Der Wald wird zum RWE-Betriebsgelände
Neben den Scheinwerfern hämmern RWE-Mitarbeiter Betreten-verboten-Schilder in die Erde. In den nächsten Tagen soll, so ein Sprecher des Unternehmens, ein Graben um den Wald gezogen werden. Der Wald soll zum Betriebsgelände erklärt und jedes Eindringen als Hausfriedensbruch geahndet werden.
Der Tag der deutschen Einheit war wohl der letzte Tag, an dem Besucher problemlos die Polizeikontrollen passieren und den Hambacher Forst betreten konnten. Dass die Aktivisten es dennoch weiter versuchen werden, ist anzunehmen. "Noch ist der Wald nicht verloren", sagt einer mit Blick auf den gigantischen Bagger, der sich wenige hundert Meter hinter dem Waldrand, umringt von Polizei und RWE-Security, durchs Erdreich frisst.
Ab dem 15. Oktober kann die Rodung beginnen, und RWE hat auch bereits verkündet, dass die Vorbereitungen laufen. Einen konkreten Termin wollte das Unternehmen aber nicht nennen.
Die Fehler der Politik
Dass es so weit kommen konnte, liegt auch an der Politik im Düsseldorfer Landtag, die wissenschaftliche Einschätzungen, nach denen die Kohle unter dem Hambacher Forst gar nicht mehr gebraucht wird, ignorierte.
Selbst die Grünen haben der Waldvernichtung vor zwei Jahren zugestimmt - am kommenden Sonntag nun wollen sie am Waldrand einen Mini-Parteitag abhalten. Ein Zeichen, das viel zu spät kommt.

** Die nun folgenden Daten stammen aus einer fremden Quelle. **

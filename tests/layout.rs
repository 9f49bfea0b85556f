// SPDX-License-Identifier: MIT OR Apache-2.0

//! Column layout and path shortening through the public API.

use logx::stack::{RawFrame, ScriptedStack};
use logx::{Config, InMemorySink, Logger, StackWalker, pad, shorten_path};
use std::path::MAIN_SEPARATOR;
use std::sync::Arc;

#[test]
fn pad_scenarios() {
    assert_eq!(pad("ab", 8, 6).len(), 10);
    assert_eq!(pad(&"a".repeat(60), 56, 4).len(), 64);
}

#[test]
fn pad_properties_hold_over_a_range() {
    for min_width in [0, 1, 8, 12, 56] {
        for column_width in [1, 4, 6, 12] {
            for n in 0..100 {
                let text = "z".repeat(n);
                let padded = pad(&text, min_width, column_width);
                assert!(padded.starts_with(&text));
                if n < min_width {
                    assert_eq!(padded.len(), min_width + 2);
                } else {
                    assert_eq!(padded.len() % column_width, 0);
                    assert!(padded.len() >= n + 2);
                }
            }
        }
    }
}

#[test]
fn shorten_path_scenario() {
    let sep = MAIN_SEPARATOR;
    assert_eq!(
        shorten_path("/a/b/c/d/file.go", 2),
        format!("c{sep}d{sep}file.go")
    );
}

#[test]
fn trace_over_three_frame_stack() {
    let stack = Arc::new(ScriptedStack::new([
        RawFrame::new("/w/pkg/foo.go", 10),
        RawFrame::new("/w/pkg/bar.go", 20),
        RawFrame::new("/w/main.go", 30),
    ]));
    let walker = StackWalker::new(stack);
    let trace = walker.trace(0, 5, 2);
    assert_eq!(trace.len(), 3);
    let lines: Vec<u32> = trace.iter().map(|frame| frame.line).collect();
    assert_eq!(lines, vec![10, 20, 30]);
}

#[test]
fn aligned_lines_share_tab_stops() {
    let stack = Arc::new(ScriptedStack::new(
        (0..6).map(|i| RawFrame::new(format!("/w/pkg/{}.rs", "m".repeat(i * 3)), 7)),
    ));
    let sink = Arc::new(InMemorySink::new());
    let logger = Logger::new(Config::default(), sink.clone()).with_stack_source(stack);
    logger.printf(format_args!("first"));
    logger.printf(format_args!("second, longer message"));

    for line in sink.drain_lines() {
        let body_start = line.find("first").or_else(|| line.find("second")).unwrap();
        assert_eq!(body_start % 6, 0, "{line:?}");
    }
}
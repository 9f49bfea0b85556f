// SPDX-License-Identifier: MIT OR Apache-2.0

//! Column layout for log fields.
//!
//! Log lines are easier to scan when their fields start at the same offsets.
//! [`pad`] appends spaces to a field so that the printed width lands on a
//! tab stop, which keeps consecutive lines aligned even when their field
//! lengths differ.

/// Minimum number of spaces between a field and the next one.
pub const GUTTER: usize = 2;

/// Pads `text` with trailing spaces.
///
/// Short fields (fewer than `min_width` characters) are widened to exactly
/// `min_width + GUTTER`. Longer fields are widened to the next multiple of
/// `column_width` past `len + GUTTER`.
///
/// When `len + GUTTER` is already a multiple of `column_width` a whole extra
/// column is added. Existing log output depends on that, so it stays.
///
/// Length is counted in `char`s. A `column_width` of zero behaves like one.
///
/// ```
/// assert_eq!(logx::pad("ab", 8, 6).len(), 10);
/// assert_eq!(logx::pad(&"a".repeat(60), 56, 4).len(), 64);
/// ```
pub fn pad(text: &str, min_width: usize, column_width: usize) -> String {
    let n = text.chars().count();
    let padding = if n < min_width {
        min_width + GUTTER - n
    } else {
        let column_width = column_width.max(1);
        let columns = (n + GUTTER) / column_width + 1;
        columns * column_width - n
    };
    let mut padded = String::with_capacity(text.len() + padding);
    padded.push_str(text);
    padded.extend(std::iter::repeat_n(' ', padding));
    padded
}
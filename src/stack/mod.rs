// SPDX-License-Identifier: MIT OR Apache-2.0

//! Source locations recovered from the call stack.
//!
//! [`StackWalker`] answers "which file and line is N frames above me", with
//! the file path shortened to a few trailing directories. It does not look
//! at the stack itself: that is the job of a [`StackSource`]. The default
//! source, [`NativeStack`], walks the real stack of the calling thread.
//! [`ScriptedStack`] replays fixed frames and is meant for tests.
//!
//! # Skip depth
//!
//! Every query takes a `skip` count. Skip 0 is the function that called the
//! walker, skip 1 is its caller, and so on. Code that wraps the walker must
//! add one for each of its own frames, otherwise the reported location is the
//! wrapper instead of the code being logged.
//!
//! ```
//! use logx::stack::StackWalker;
//!
//! fn locate() -> String {
//!     // skip 1: the caller of `locate`
//!     match StackWalker::native().frame_at(1, 1) {
//!         Ok(frame) => frame.to_string(),
//!         Err(_) => String::new(),
//!     }
//! }
//! let _ = locate();
//! ```

mod native;
mod scripted;

pub use native::NativeStack;
pub use scripted::ScriptedStack;

use crate::error::LogxError;
use std::fmt::{Debug, Display};
use std::path::{Component, Path, PathBuf};
use std::sync::Arc;

/// Symbol prefix shared by every function of the walker machinery.
///
/// [`NativeStack`] hides frames under this prefix so that skip counting
/// starts at the walker's caller.
pub(crate) const WALKER_MODULE: &str = concat!(module_path!(), "::");

/// A frame as reported by a [`StackSource`], before path shortening.
#[derive(Debug, Clone, PartialEq, Eq, Hash)]
pub struct RawFrame {
    /// Source file of the frame, when debug info is available.
    pub file: Option<PathBuf>,
    /// 1-based line, or 0 when unknown.
    pub line: u32,
}

impl RawFrame {
    pub fn new(file: impl Into<PathBuf>, line: u32) -> Self {
        Self {
            file: Some(file.into()),
            line,
        }
    }

    /// A frame that exists but carries no location.
    pub const fn unknown() -> Self {
        Self {
            file: None,
            line: 0,
        }
    }
}

/// Capability to inspect the current thread's call stack.
///
/// `skip` is relative to the caller of the [`StackWalker`] method that is
/// asking, see the [module docs](self).
pub trait StackSource: Debug + Send + Sync {
    /// Returns the frame `skip` levels up, or `None` past the top of the stack.
    fn frame(&self, skip: usize) -> Option<RawFrame>;

    /// Returns up to `count` consecutive frames starting at `skip`.
    ///
    /// The result stops at the top of the stack. Implementations that can
    /// walk the stack once should override this.
    fn frames(&self, skip: usize, count: usize) -> Vec<RawFrame> {
        (skip..skip.saturating_add(count))
            .map_while(|depth| self.frame(depth))
            .collect()
    }
}

/// One resolved stack entry with a shortened path.
#[derive(Debug, Clone, PartialEq, Eq, Hash)]
pub struct StackFrame {
    pub line: u32,
    pub path: String,
}

impl StackFrame {
    fn from_raw(raw: RawFrame, trailing_dirs: usize) -> Self {
        let path = match raw.file {
            Some(file) => shorten_path(file, trailing_dirs),
            None => "<unknown>".to_string(),
        };
        Self {
            line: raw.line,
            path,
        }
    }
}

/// Formats as `path:line`.
impl Display for StackFrame {
    fn fmt(&self, f: &mut std::fmt::Formatter<'_>) -> std::fmt::Result {
        write!(f, "{}:{}", self.path, self.line)
    }
}

/// Keeps the file name and the `trailing_dirs` directories above it.
///
/// Paths with fewer directories are returned with whatever they have; root,
/// drive prefixes, `.` and `..` are not counted as directories. A root is
/// never used to fill up missing directories, so `/file.go` stays `file.go`.
/// Never fails.
///
/// ```
/// use logx::stack::shorten_path;
/// assert_eq!(shorten_path("/a/b/c/d/file.go", 2), format!("c{0}d{0}file.go", std::path::MAIN_SEPARATOR));
/// assert_eq!(shorten_path("/file.go", 2), "file.go");
/// ```
pub fn shorten_path(full_path: impl AsRef<Path>, trailing_dirs: usize) -> String {
    let segments: Vec<_> = full_path
        .as_ref()
        .components()
        .filter_map(|component| match component {
            Component::Normal(segment) => Some(segment),
            _ => None,
        })
        .collect();
    let keep = trailing_dirs.saturating_add(1);
    let start = segments.len().saturating_sub(keep);
    segments[start..]
        .iter()
        .collect::<PathBuf>()
        .display()
        .to_string()
}

/// Resolves call-stack depths to shortened source locations.
#[derive(Debug, Clone)]
pub struct StackWalker {
    source: Arc<dyn StackSource>,
}

impl StackWalker {
    pub fn new(source: Arc<dyn StackSource>) -> Self {
        Self { source }
    }

    /// A walker over the real call stack.
    pub fn native() -> Self {
        Self::new(Arc::new(NativeStack::new()))
    }

    /// Line and shortened path of the frame `skip` levels above the caller.
    ///
    /// [`LogxError::NoStackFrame`] means the stack is not that deep.
    #[inline(never)]
    pub fn frame_at(&self, skip: usize, trailing_dirs: usize) -> Result<StackFrame, LogxError> {
        self.source
            .frame(skip)
            .map(|raw| StackFrame::from_raw(raw, trailing_dirs))
            .ok_or(LogxError::NoStackFrame { skip })
    }

    /// Frames for depths `start_skip .. start_skip + count`.
    ///
    /// Shorter than `count` when the top of the stack is reached first.
    #[inline(never)]
    pub fn trace(&self, start_skip: usize, count: usize, trailing_dirs: usize) -> Vec<StackFrame> {
        self.source
            .frames(start_skip, count)
            .into_iter()
            .take(count)
            .map(|raw| StackFrame::from_raw(raw, trailing_dirs))
            .collect()
    }

    /// Full, unshortened source file of the frame `skip` levels above the caller.
    #[inline(never)]
    pub fn source_file(&self, skip: usize) -> Result<PathBuf, LogxError> {
        self.source
            .frame(skip)
            .and_then(|raw| raw.file)
            .ok_or(LogxError::NoStackFrame { skip })
    }
}

impl Default for StackWalker {
    fn default() -> Self {
        Self::native()
    }
}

Dass von Innenminister Herbert Reul (CDU) kein Einlenken zu erwarten war, kündigte sich schon an, als er sich in seiner Zeit in Brüssel als Verfechter der Atomkraft und Klimawandel-Skeptiker gerierte. Dass Reul dann auch noch behauptete, die Aktivisten hätten angesichts des Todes eines Bloggers im Wald "Scheiß drauf, Räumung ist nur einmal im Jahr!" gerufen, warf erneut ein Schlaglicht darauf, wie der Innenminister Stimmung macht.
Die Aktivisten widersprachen ihm ebenso wie taz-Korrespondentin Anett Selle, die vor Ort war. Man darf von einem Minister erwarten, dass er Informationen sorgfältig prüft, bevor er sie in die Welt posaunt.
Man darf dabei nicht vergessen: Es ist eben jener Herbert Reul, der bei der Debatte um die Abschiebung des Islamisten Sami A. noch die hanebüchene Forderung aufgestellt hatte, die Justiz müsse "im Blick haben, dass ihre Entscheidungen dem Rechtsempfinden der Bevölkerung entsprechen".